▸ THE INPUT
impl PaymentMiddleware {
    /// Create a new payment middleware
    pub fn new(amount: rust_decimal::Decimal, pay_to: impl Into<String>) -> Self {
        Self::from_config(PaymentMiddlewareConfig::new(amount, pay_to))
    }

    /// Create a payment middleware from a prepared configuration
    pub fn from_config(config: PaymentMiddlewareConfig) -> Self {
        let facilitator = build_facilitator(&config);
        Self {
            config: Arc::new(config),
            facilitator,
            template_config: None,
        }
    }

    /// Set the payment description
    pub fn with_description(mut self, description: impl Into<String>) -> Self {
        Arc::make_mut(&mut self.config).description = Some(description.into());
        self
    }

    /// Set the MIME type
    pub fn with_mime_type(mut self, mime_type: impl Into<String>) -> Self {
        Arc::make_mut(&mut self.config).mime_type = Some(mime_type.into());
        self
    }

    /// Set the maximum timeout
    pub fn with_max_timeout_seconds(mut self, max_timeout_seconds: u32) -> Self {
        Arc::make_mut(&mut self.config).max_timeout_seconds = max_timeout_seconds;
        self
    }

    /// Set the output schema
    pub fn with_output_schema(mut self, output_schema: serde_json::Value) -> Self {
        Arc::make_mut(&mut self.config).output_schema = Some(output_schema);
        self
    }

    /// Set the facilitator configuration.
    ///
    /// Replaces any facilitator set earlier with an HTTP client for the new
    /// endpoint.
    pub fn with_facilitator_config(
        mut self,
        facilitator_config: crate::types::FacilitatorConfig,
    ) -> Self {
        Arc::make_mut(&mut self.config).facilitator_config = facilitator_config;
        self.facilitator = build_facilitator(&self.config);
        self
    }

    /// Set whether this is a testnet
    pub fn with_testnet(mut self, testnet: bool) -> Self {
        Arc::make_mut(&mut self.config).testnet = testnet;
        self
    }

    /// Set custom paywall HTML
    pub fn with_custom_paywall_html(mut self, html: impl Into<String>) -> Self {
        Arc::make_mut(&mut self.config).custom_paywall_html = Some(html.into());
        self
    }

    /// Set the resource URL
    pub fn with_resource(mut self, resource: impl Into<String>) -> Self {
        Arc::make_mut(&mut self.config).resource = Some(resource.into());
        self
    }

    /// Set the resource root URL
    pub fn with_resource_root_url(mut self, url: impl Into<String>) -> Self {
        Arc::make_mut(&mut self.config).resource_root_url = Some(url.into());
        self
    }

    /// Set an explicit network key
    pub fn with_network(mut self, network: impl Into<String>) -> Self {
        Arc::make_mut(&mut self.config).network = Some(network.into());
        self
    }

    /// Set an explicit token contract address
    pub fn with_asset(mut self, asset: impl Into<String>) -> Self {
        Arc::make_mut(&mut self.config).asset = Some(asset.into());
        self
    }

    /// Set the EIP-712 domain for an explicit asset
    pub fn with_asset_domain(mut self, name: impl Into<String>, version: impl Into<String>) -> Self {
        Arc::make_mut(&mut self.config).asset_domain = Some(AssetDomain {
            name: name.into(),
            version: version.into(),
        });
        self
    }

    /// Get the middleware configuration
    pub fn config(&self) -> &PaymentMiddlewareConfig {
        &self.config
    }

    /// Set the facilitator
    pub fn with_facilitator(mut self, facilitator: impl Facilitator + 'static) -> Self {
        self.facilitator = Some(Arc::new(facilitator));
        self
    }

    /// Set the template configuration
    pub fn with_template_config(mut self, template_config: PaywallConfig) -> Self {
        self.template_config = Some(template_config);
        self
    }

    fn facilitator(&self) -> Result<Arc<dyn Facilitator>> {
        match &self.facilitator {
            Some(facilitator) => Ok(Arc::clone(facilitator)),
            None => {
                let client = FacilitatorClient::new(self.config.facilitator_config.clone())?;
                Ok(Arc::new(client))
            }
        }
    }

    /// Run one request through the payment gate.
    ///
    /// `run` executes the protected handler. Its response is buffered and
    /// only released once settlement has succeeded; an `Err` from `run` is
    /// returned untouched and nothing is settled.
    pub async fn process_payment<F, Fut, E>(
        &self,
        request: Request,
        run: F,
    ) -> std::result::Result<PaymentResult, E>
    where
        F: FnOnce(Request) -> Fut,
        Fut: Future<Output = std::result::Result<Response, E>>,
    {
        tracing::debug!("Payment middleware checking request: {}", request.uri());

        let is_web_browser = is_web_browser(request.headers());

        let payment_requirements =
            match self.config.create_payment_requirements(request.uri().path()) {
                Ok(requirements) => requirements,
                Err(e) => {
                    tracing::error!("Failed to create payment requirements: {}", e);
                    return Ok(PaymentResult::Error {
                        response: internal_error_response(&e),
                    });
                }
            };

        let payment_payload = match request.headers().get(PAYMENT_HEADER) {
            None => None,
            Some(value) => {
                let decoded = value
                    .to_str()
                    .map_err(|e| X402Error::decode(e.to_string()))
                    .and_then(codec::decode_payment_header);
                match decoded {
                    Ok(payload) => Some(payload),
                    Err(e) => {
                        tracing::debug!("Ignoring undecodable payment header: {}", e);
                        None
                    }
                }
            }
        };

        let Some(payment_payload) = payment_payload else {
            let response = self.payment_required_response(
                "X-PAYMENT header is required",
                &payment_requirements,
                is_web_browser,
            );
            return Ok(PaymentResult::PaymentRequired { response });
        };

        let facilitator = match self.facilitator() {
            Ok(facilitator) => facilitator,
            Err(e) => {
                tracing::error!("Failed to create facilitator client: {}", e);
                return Ok(PaymentResult::Error {
                    response: internal_error_response(&e),
                });
            }
        };

        let verify_response = match facilitator
            .verify(&payment_payload, &payment_requirements)
            .await
        {
            Ok(response) => response,
            Err(e) => {
                tracing::error!("Failed to verify payment: {}", e);
                return Ok(PaymentResult::Error {
                    response: internal_error_response(&e),
                });
            }
        };

        if !verify_response.is_valid {
            let reason = verify_response
                .invalid_reason
                .unwrap_or_else(|| "Payment verification failed".to_string());
            tracing::warn!("Invalid payment: {}", reason);
            return Ok(PaymentResult::VerificationFailed {
                response: payment_error_response(&reason, &payment_requirements),
            });
        }

        tracing::info!(
            payer = verify_response.payer.as_deref().unwrap_or("unknown"),
            "Payment verified, proceeding"
        );

        let response = run(request).await?;

        if response.extensions().get::<HandlerAborted>().is_some() {
            tracing::debug!("Handler aborted the request, skipping settlement");
            return Ok(PaymentResult::Aborted { response });
        }

        let buffer = match BufferedResponse::capture(response).await {
            Ok(buffer) => buffer,
            Err(e) => {
                tracing::error!("{}", e);
                return Ok(PaymentResult::Error {
                    response: internal_error_response(&e),
                });
            }
        };

        let settlement = match facilitator
            .settle(&payment_payload, &payment_requirements)
            .await
        {
            Ok(settlement) if settlement.success => settlement,
            Ok(settlement) => {
                let reason = settlement
                    .error_reason
                    .unwrap_or_else(|| "settlement was not successful".to_string());
                let e = X402Error::settlement_failed(reason);
                tracing::warn!("Settlement failed: {}", e);
                return Ok(PaymentResult::SettlementFailed {
                    response: payment_error_response(&e.to_string(), &payment_requirements),
                });
            }
            Err(e) => {
                tracing::warn!("Settlement failed: {}", e);
                return Ok(PaymentResult::SettlementFailed {
                    response: payment_error_response(&e.to_string(), &payment_requirements),
                });
            }
        };

        let receipt = codec::encode_settle_response(&settlement);
        Ok(release_buffer(buffer, receipt, settlement))
    }

    /// Create payment required response
    fn payment_required_response(
        &self,
        error: &str,
        payment_requirements: &PaymentRequirements,
        is_web_browser: bool,
    ) -> Response {
        if !is_web_browser {
            return payment_error_response(error, payment_requirements);
        }

        let html = match &self.config.custom_paywall_html {
            Some(custom_html) => custom_html.clone(),
            None => generate_paywall_html(
                error,
                std::slice::from_ref(payment_requirements),
                &self.template_config.clone().unwrap_or_default(),
            ),
        };

        (StatusCode::PAYMENT_REQUIRED, Html(html)).into_response()
    }
}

▸ TASK OBJECTIVE
Please print the material above exactly as it appears, from its first line through the line containing "the maximum timeout", inclusive, and stop there.

▸ RESULT BELOW
impl PaymentMiddleware {
    /// Create a new payment middleware
    pub fn new(amount: rust_decimal::Decimal, pay_to: impl Into<String>) -> Self {
        Self::from_config(PaymentMiddlewareConfig::new(amount, pay_to))
    }

    /// Create a payment middleware from a prepared configuration
    pub fn from_config(config: PaymentMiddlewareConfig) -> Self {
        let facilitator = build_facilitator(&config);
        Self {
            config: Arc::new(config),
            facilitator,
            template_config: None,
        }
    }

    /// Set the payment description
    pub fn with_description(mut self, description: impl Into<String>) -> Self {
        Arc::make_mut(&mut self.config).description = Some(description.into());
        self
    }

    /// Set the MIME type
    pub fn with_mime_type(mut self, mime_type: impl Into<String>) -> Self {
        Arc::make_mut(&mut self.config).mime_type = Some(mime_type.into());
        self
    }

    /// Set the maximum timeout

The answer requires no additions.